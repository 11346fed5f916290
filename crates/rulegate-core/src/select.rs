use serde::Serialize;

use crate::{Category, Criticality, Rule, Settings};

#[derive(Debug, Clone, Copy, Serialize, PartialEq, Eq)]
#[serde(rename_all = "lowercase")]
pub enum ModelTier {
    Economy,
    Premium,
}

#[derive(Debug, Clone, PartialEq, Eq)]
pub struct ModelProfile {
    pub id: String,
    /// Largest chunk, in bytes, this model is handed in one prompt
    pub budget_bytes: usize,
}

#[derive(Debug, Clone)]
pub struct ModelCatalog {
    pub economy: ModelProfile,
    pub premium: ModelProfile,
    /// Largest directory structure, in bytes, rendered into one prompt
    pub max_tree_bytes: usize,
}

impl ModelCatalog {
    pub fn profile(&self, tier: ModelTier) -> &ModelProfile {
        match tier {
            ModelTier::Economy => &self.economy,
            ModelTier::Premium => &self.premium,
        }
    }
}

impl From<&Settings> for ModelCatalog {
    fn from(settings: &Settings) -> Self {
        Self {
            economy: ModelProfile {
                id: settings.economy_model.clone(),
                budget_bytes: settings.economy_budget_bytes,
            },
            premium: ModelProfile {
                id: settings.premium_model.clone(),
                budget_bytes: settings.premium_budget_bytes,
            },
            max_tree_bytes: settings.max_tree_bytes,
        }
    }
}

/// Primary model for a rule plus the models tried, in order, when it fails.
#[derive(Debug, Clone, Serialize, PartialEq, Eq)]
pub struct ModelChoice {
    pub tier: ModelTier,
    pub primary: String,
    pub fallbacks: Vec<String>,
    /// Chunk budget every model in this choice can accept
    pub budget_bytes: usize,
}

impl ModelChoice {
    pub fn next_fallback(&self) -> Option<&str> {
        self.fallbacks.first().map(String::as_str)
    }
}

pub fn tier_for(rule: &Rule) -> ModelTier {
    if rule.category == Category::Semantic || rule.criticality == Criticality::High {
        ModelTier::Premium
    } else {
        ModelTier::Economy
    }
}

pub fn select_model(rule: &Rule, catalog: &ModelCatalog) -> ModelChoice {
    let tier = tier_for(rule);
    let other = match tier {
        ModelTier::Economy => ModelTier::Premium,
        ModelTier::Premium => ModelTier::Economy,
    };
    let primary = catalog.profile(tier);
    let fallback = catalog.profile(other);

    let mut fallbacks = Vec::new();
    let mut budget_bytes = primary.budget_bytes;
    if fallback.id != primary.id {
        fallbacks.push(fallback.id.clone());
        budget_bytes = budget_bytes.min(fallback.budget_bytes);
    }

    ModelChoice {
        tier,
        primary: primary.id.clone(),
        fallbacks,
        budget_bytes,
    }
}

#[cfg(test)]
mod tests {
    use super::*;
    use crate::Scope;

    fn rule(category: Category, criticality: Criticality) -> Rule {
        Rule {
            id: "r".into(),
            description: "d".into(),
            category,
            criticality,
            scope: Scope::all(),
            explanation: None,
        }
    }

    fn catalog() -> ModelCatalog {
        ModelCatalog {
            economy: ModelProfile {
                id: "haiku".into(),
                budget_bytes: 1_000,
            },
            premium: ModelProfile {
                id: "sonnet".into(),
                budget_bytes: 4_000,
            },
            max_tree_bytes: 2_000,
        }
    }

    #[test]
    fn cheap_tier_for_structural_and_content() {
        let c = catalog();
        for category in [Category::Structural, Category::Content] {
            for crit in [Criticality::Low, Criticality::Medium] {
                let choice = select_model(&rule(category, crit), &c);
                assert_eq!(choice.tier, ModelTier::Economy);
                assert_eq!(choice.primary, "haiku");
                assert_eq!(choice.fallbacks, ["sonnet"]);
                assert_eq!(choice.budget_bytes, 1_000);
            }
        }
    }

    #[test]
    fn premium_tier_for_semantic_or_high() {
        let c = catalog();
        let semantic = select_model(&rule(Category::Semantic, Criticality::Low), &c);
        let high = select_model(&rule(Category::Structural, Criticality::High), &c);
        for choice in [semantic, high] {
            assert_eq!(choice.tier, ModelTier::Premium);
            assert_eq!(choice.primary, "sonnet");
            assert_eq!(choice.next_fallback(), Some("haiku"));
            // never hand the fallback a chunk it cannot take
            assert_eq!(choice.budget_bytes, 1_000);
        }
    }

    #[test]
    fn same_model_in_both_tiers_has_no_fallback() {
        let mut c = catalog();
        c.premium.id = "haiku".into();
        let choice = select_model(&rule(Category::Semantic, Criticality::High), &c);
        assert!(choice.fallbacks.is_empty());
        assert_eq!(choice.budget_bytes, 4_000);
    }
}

————

EXERCISE DIRECTIONS »
For the string "ModelChoice", filter the data and copy out each line where it occurs.

ANSWER TO THIS TASK »
pub struct ModelChoice {
impl ModelChoice {
pub fn select_model(rule: &Rule, catalog: &ModelCatalog) -> ModelChoice {
    ModelChoice {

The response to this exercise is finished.